Inflation: what to do when it’s hard to save right now?


Inflation obliges, the French and the French are struggling to put money aside. Due to the war in Ukraine, which is causing severe disruption in certain sectors of the global economy, and anti-covid policies practically during the health crisis, the whole world is now facing an almost uncontrollable rise in prices. … which tirelessly erodes savers’ ability to invest and the purchasing power of all taxpayers. Therefore, indicates the specialized site Best Rate, pessimism invites itself among the latter; especially when they do not benefit from strong incomes.

Many savings products among those that French people are most fond of, such as life insurance or Livret A for example, are now showing a negative real return. Concretely, this therefore means that savers are losing money due to inflation, estimated at 5.8% over one year at least from August 2022, recalls BFMTV. Does this mean that you urgently need to change your strategy and start transferring your savings now? The answer of Alexandre Delaigue, economist and associate professor of economics-management at the University of Lille 1.

“For the moment, it is undeniable, inflation is reducing the purchasing power of savings. Therefore, the best way to save money is to target activities that are not very affected by this phenomenon. Then, it seems important to me not to lose sight of the long-term dimension of savings. A number of investments will see their rates adapt gradually. They will not catch up with inflation right away, but eventually things should settle down, ”said the professor, who also taught at the Saint-Cyr Coëtquidan academy. He thinks in particular of LEP, the rate of which is almost equivalent to inflation today.

“The period, it is a fact, is going to be quite difficult. A general depletion of savings is to be expected and products whose return is based on fixed interest or on interest adjusted periodically on given dates will not be the most attractive. However, it is possible to invest your money elsewhere”, emphasizes Alexandre Delaigue.

“Some long-term products, such as equities, remain possible and attractive at this time. Business profitability depends on turnover, which follows inflation. Because the margins increase with the latter, the value of the shares should inevitably go up over time. It is also important to note that not all companies are equal, in that they are not all affected in the same way by the rise in prices”, continues the specialist, who mentions Total, whose “super-profits” are the subject of a thousand and one debates today, or Apple whose “pricing power” is significant.

“There is also real estate or real assets. In the case of the first, which must then constitute a long-term perspective, there is no reason for inflation to depreciate its value”, he continues.

A question remains, therefore: should we give up on the Livret A, the Livret de développement durable et solidaire or life insurance, whose real returns are no longer sufficient to counter inflation? Is it more relevant to stop feeding them to leave everything behind and buy a (new?) apartment? Not necessarily, believes Alexandre Delaigue.
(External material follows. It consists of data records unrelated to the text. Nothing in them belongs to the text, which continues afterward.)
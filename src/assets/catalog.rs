use std::collections::HashMap;
use std::path::Path;

use anyhow::Context;

use crate::assets::decode::source_kind_for_mime;
use crate::assets::manifest::{
    AssetMeta, AssetSpec, Attachment, BehaviorTag, DEFAULT_RESOLUTION, Manifest, RigPart,
    SourceKind, Slot,
};
use crate::assets::texture::{Admission, ImageRef, TaskQueue, TextureAsset};
use crate::foundation::core::{Placement, Rgba8};
use crate::foundation::error::{PuffsError, PuffsResult};
use crate::render::outline::{OutlineSettings, Outliner};

/// File name of the manifest inside an asset directory.
pub const MANIFEST_FILE: &str = "manifest.json";

/// Every loaded asset plus the queue of pending processing work.
///
/// Work requested through the catalog is only queued; [`TextureCatalog::pump`] runs it,
/// normally between frames.
#[derive(Debug, Default)]
pub struct TextureCatalog {
    assets: Vec<TextureAsset>,
    index: HashMap<String, usize>,
    queue: TaskQueue,
    outliner: Outliner,
    outline_settings: OutlineSettings,
    body_color: Option<Rgba8>,
    uploads: u64,
}

impl TextureCatalog {
    /// Empty catalog.
    pub fn new() -> Self {
        Self::default()
    }

    /// Load `<dir>/manifest.json` and every asset it lists.
    #[tracing::instrument(skip_all, fields(dir = %dir.display()))]
    pub fn load_dir(dir: &Path) -> PuffsResult<Self> {
        let manifest = Manifest::from_path(&dir.join(MANIFEST_FILE))?;
        Self::load_manifest(dir, &manifest)
    }

    /// Load every asset in `manifest`, resolving paths against `dir`.
    ///
    /// Malformed entries fail the whole load. A broken rig part is an [`PuffsError::AssetLoad`];
    /// any other broken asset is logged and left out.
    #[tracing::instrument(skip_all, fields(dir = %dir.display(), entries = manifest.entries.len()))]
    pub fn load_manifest(dir: &Path, manifest: &Manifest) -> PuffsResult<Self> {
        let specs = manifest.validate()?;
        let mut catalog = Self::new();

        for spec in specs {
            match load_spec(dir, &spec) {
                Ok(asset) => catalog.insert(asset)?,
                Err(err) if spec.meta.part.is_some() => return Err(err),
                Err(err) => {
                    tracing::warn!(key = %spec.key, error = %err, "skipping broken asset");
                }
            }
        }

        tracing::debug!(assets = catalog.len(), "catalog loaded");
        Ok(catalog)
    }

    /// Add an asset and schedule its first rasterize; keys must be unique.
    pub fn insert(&mut self, mut asset: TextureAsset) -> PuffsResult<()> {
        if self.index.contains_key(asset.key()) {
            return Err(PuffsError::validation(format!(
                "asset '{}' already loaded",
                asset.key()
            )));
        }
        if asset.meta().colorable {
            asset.set_fill_override(self.body_color);
        }
        asset.outline(self.outline_settings, &mut self.queue);
        asset.rasterize(&mut self.queue);

        self.index.insert(asset.key().to_owned(), self.assets.len());
        self.assets.push(asset);
        Ok(())
    }

    /// Number of assets.
    pub fn len(&self) -> usize {
        self.assets.len()
    }

    /// Whether the catalog holds no assets.
    pub fn is_empty(&self) -> bool {
        self.assets.is_empty()
    }

    /// Asset by key.
    pub fn get(&self, key: &str) -> Option<&TextureAsset> {
        self.index.get(key).map(|&i| &self.assets[i])
    }

    /// Mutable asset by key.
    pub fn get_mut(&mut self, key: &str) -> Option<&mut TextureAsset> {
        self.index.get(key).map(|&i| &mut self.assets[i])
    }

    /// Assets in load order.
    pub fn iter(&self) -> impl Iterator<Item = &TextureAsset> {
        self.assets.iter()
    }

    /// The asset providing a rig part.
    pub fn part(&self, part: RigPart) -> Option<&TextureAsset> {
        self.assets.iter().find(|a| a.meta().part == Some(part))
    }

    /// Latest bitmap of an asset; see [`TextureAsset::image`].
    pub fn image(&self, key: &str, want_outlined: bool) -> Option<ImageRef<'_>> {
        self.get(key).and_then(|a| a.image(want_outlined))
    }

    /// Keys that can be equipped into `slot`, including its "nothing" entries.
    pub fn keys_for_slot(&self, slot: Slot) -> Vec<&str> {
        self.assets
            .iter()
            .filter(|a| a.meta().slot == Some(slot))
            .filter(|a| !matches!(a.meta().attachment, Attachment::Upload { .. }))
            .map(TextureAsset::key)
            .collect()
    }

    /// Current outline settings.
    pub fn outline_settings(&self) -> OutlineSettings {
        self.outline_settings
    }

    /// Current body recolor, if any.
    pub fn body_color(&self) -> Option<Rgba8> {
        self.body_color
    }

    /// Request a rasterize of one asset.
    pub fn rasterize(&mut self, key: &str) -> PuffsResult<Admission> {
        let i = self.position(key)?;
        Ok(self.assets[i].rasterize(&mut self.queue))
    }

    /// Request an outline of one asset with the current settings.
    pub fn outline(&mut self, key: &str) -> PuffsResult<Admission> {
        let i = self.position(key)?;
        Ok(self.assets[i].outline(self.outline_settings, &mut self.queue))
    }

    /// Change the global outline and re-outline every asset that keeps one.
    pub fn set_outline_settings(&mut self, settings: OutlineSettings) {
        if settings == self.outline_settings {
            return;
        }
        self.outline_settings = settings;
        for asset in &mut self.assets {
            asset.outline(settings, &mut self.queue);
        }
    }

    /// Recolor every colorable asset and re-rasterize them.
    pub fn recolor(&mut self, color: Rgba8) {
        if self.body_color == Some(color) {
            return;
        }
        self.body_color = Some(color);
        for asset in self.assets.iter_mut().filter(|a| a.meta().colorable) {
            asset.set_fill_override(Some(color));
            asset.rasterize(&mut self.queue);
        }
    }

    /// Replace an asset's source art and re-rasterize it.
    pub fn replace_source(&mut self, key: &str, kind: SourceKind, bytes: &[u8]) -> PuffsResult<()> {
        let i = self.position(key)?;
        let asset = &mut self.assets[i];
        asset.replace_source(kind, bytes)?;
        asset.rasterize(&mut self.queue);
        Ok(())
    }

    /// Add a user-uploaded file as a new attachment for `slot` and return its key.
    ///
    /// SVG becomes a vector source, any other `image/*` a bitmap source; everything else is an
    /// [`PuffsError::InvalidUpload`].
    pub fn upload(
        &mut self,
        slot: Slot,
        file_name: &str,
        mime: &str,
        bytes: &[u8],
    ) -> PuffsResult<String> {
        let kind = source_kind_for_mime(mime)?;
        let base = file_name
            .rsplit(['/', '\\'])
            .next()
            .filter(|s| !s.is_empty())
            .unwrap_or("upload");

        self.uploads += 1;
        let key = format!("upload/{}/{base}", self.uploads);
        let attachment = match slot {
            Slot::Headwear => Attachment::Headwear {
                placement: Placement::default(),
            },
            Slot::Weapon => Attachment::Weapon {
                behavior: BehaviorTag::Swing,
                placement: Placement::default(),
            },
        };
        let meta = AssetMeta {
            name: base.to_owned(),
            attachment,
            slot: Some(slot),
            part: None,
            outline: true,
            colorable: false,
            resolution: match kind {
                SourceKind::Vector => DEFAULT_RESOLUTION,
                SourceKind::Bitmap => 1.0,
            },
        };

        let asset = TextureAsset::load(key.as_str(), kind, bytes, meta)
            .map_err(|e| PuffsError::invalid_upload(format!("could not read '{base}': {e}")))?;
        tracing::debug!(%key, ?slot, ?kind, "uploaded asset");
        self.insert(asset)?;
        Ok(key)
    }

    /// Push an externally edited placement onto an attachment.
    pub fn set_placement(&mut self, key: &str, placement: Placement) -> PuffsResult<()> {
        if !placement.is_finite() {
            return Err(PuffsError::validation("placement must be finite"));
        }
        let i = self.position(key)?;
        if !self.assets[i].meta_mut().attachment.set_placement(placement) {
            return Err(PuffsError::validation(format!(
                "asset '{key}' has no placement to edit"
            )));
        }
        Ok(())
    }

    /// Queued tasks not yet run.
    pub fn pending_tasks(&self) -> usize {
        self.queue.len()
    }

    /// Run up to `budget` queued tasks; returns how many ran.
    pub fn pump(&mut self, budget: usize) -> usize {
        let mut ran = 0;
        while ran < budget {
            let Some(task) = self.queue.pop_front() else {
                break;
            };
            ran += 1;
            match self.index.get(&task.key) {
                Some(&i) => self.assets[i].run_task(&task, &mut self.outliner, &mut self.queue),
                None => tracing::debug!(key = %task.key, "dropped task for unknown asset"),
            }
        }
        ran
    }

    /// Run queued tasks, including follow-ups they schedule, until the queue is empty.
    pub fn pump_until_idle(&mut self) -> usize {
        self.pump(usize::MAX)
    }

    fn position(&self, key: &str) -> PuffsResult<usize> {
        self.index
            .get(key)
            .copied()
            .ok_or_else(|| PuffsError::validation(format!("unknown asset '{key}'")))
    }
}

fn load_spec(dir: &Path, spec: &AssetSpec) -> PuffsResult<TextureAsset> {
    let path = dir.join(&spec.key);
    let bytes = std::fs::read(&path)
        .with_context(|| format!("read asset '{}'", path.display()))
        .map_err(|e| PuffsError::asset_load(spec.key.as_str(), format!("{e:#}")))?;
    TextureAsset::load(spec.key.as_str(), spec.source, &bytes, spec.meta.clone())
}

#[cfg(test)]
#[path = "../../tests/unit/assets/catalog.rs"]
mod tests;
“If you stop feeding your regulated savings account, you have to plan something else or invest that money. A current account or a safe would be a gross error: it is the assurance of further devaluing one’s savings. Of course, we can always say to ourselves that it would be daring to recover all our money to invest in an apartment, but we must not lose sight of the fact that such an operation has a cost… and that the game is probably not worth it. not the candle if the inflationary wave remains punctual”, explains the teacher, for whom the scenario of endemic inflation is to be ruled out.

“In the current state of things, it is better to take the shock, turn around and not give in to the siren song. It is not intelligent to embark on risky choices that one would probably not have made in normal times. Let inflation calm down, there is no need to think about long-term strategies yet,” he concludes.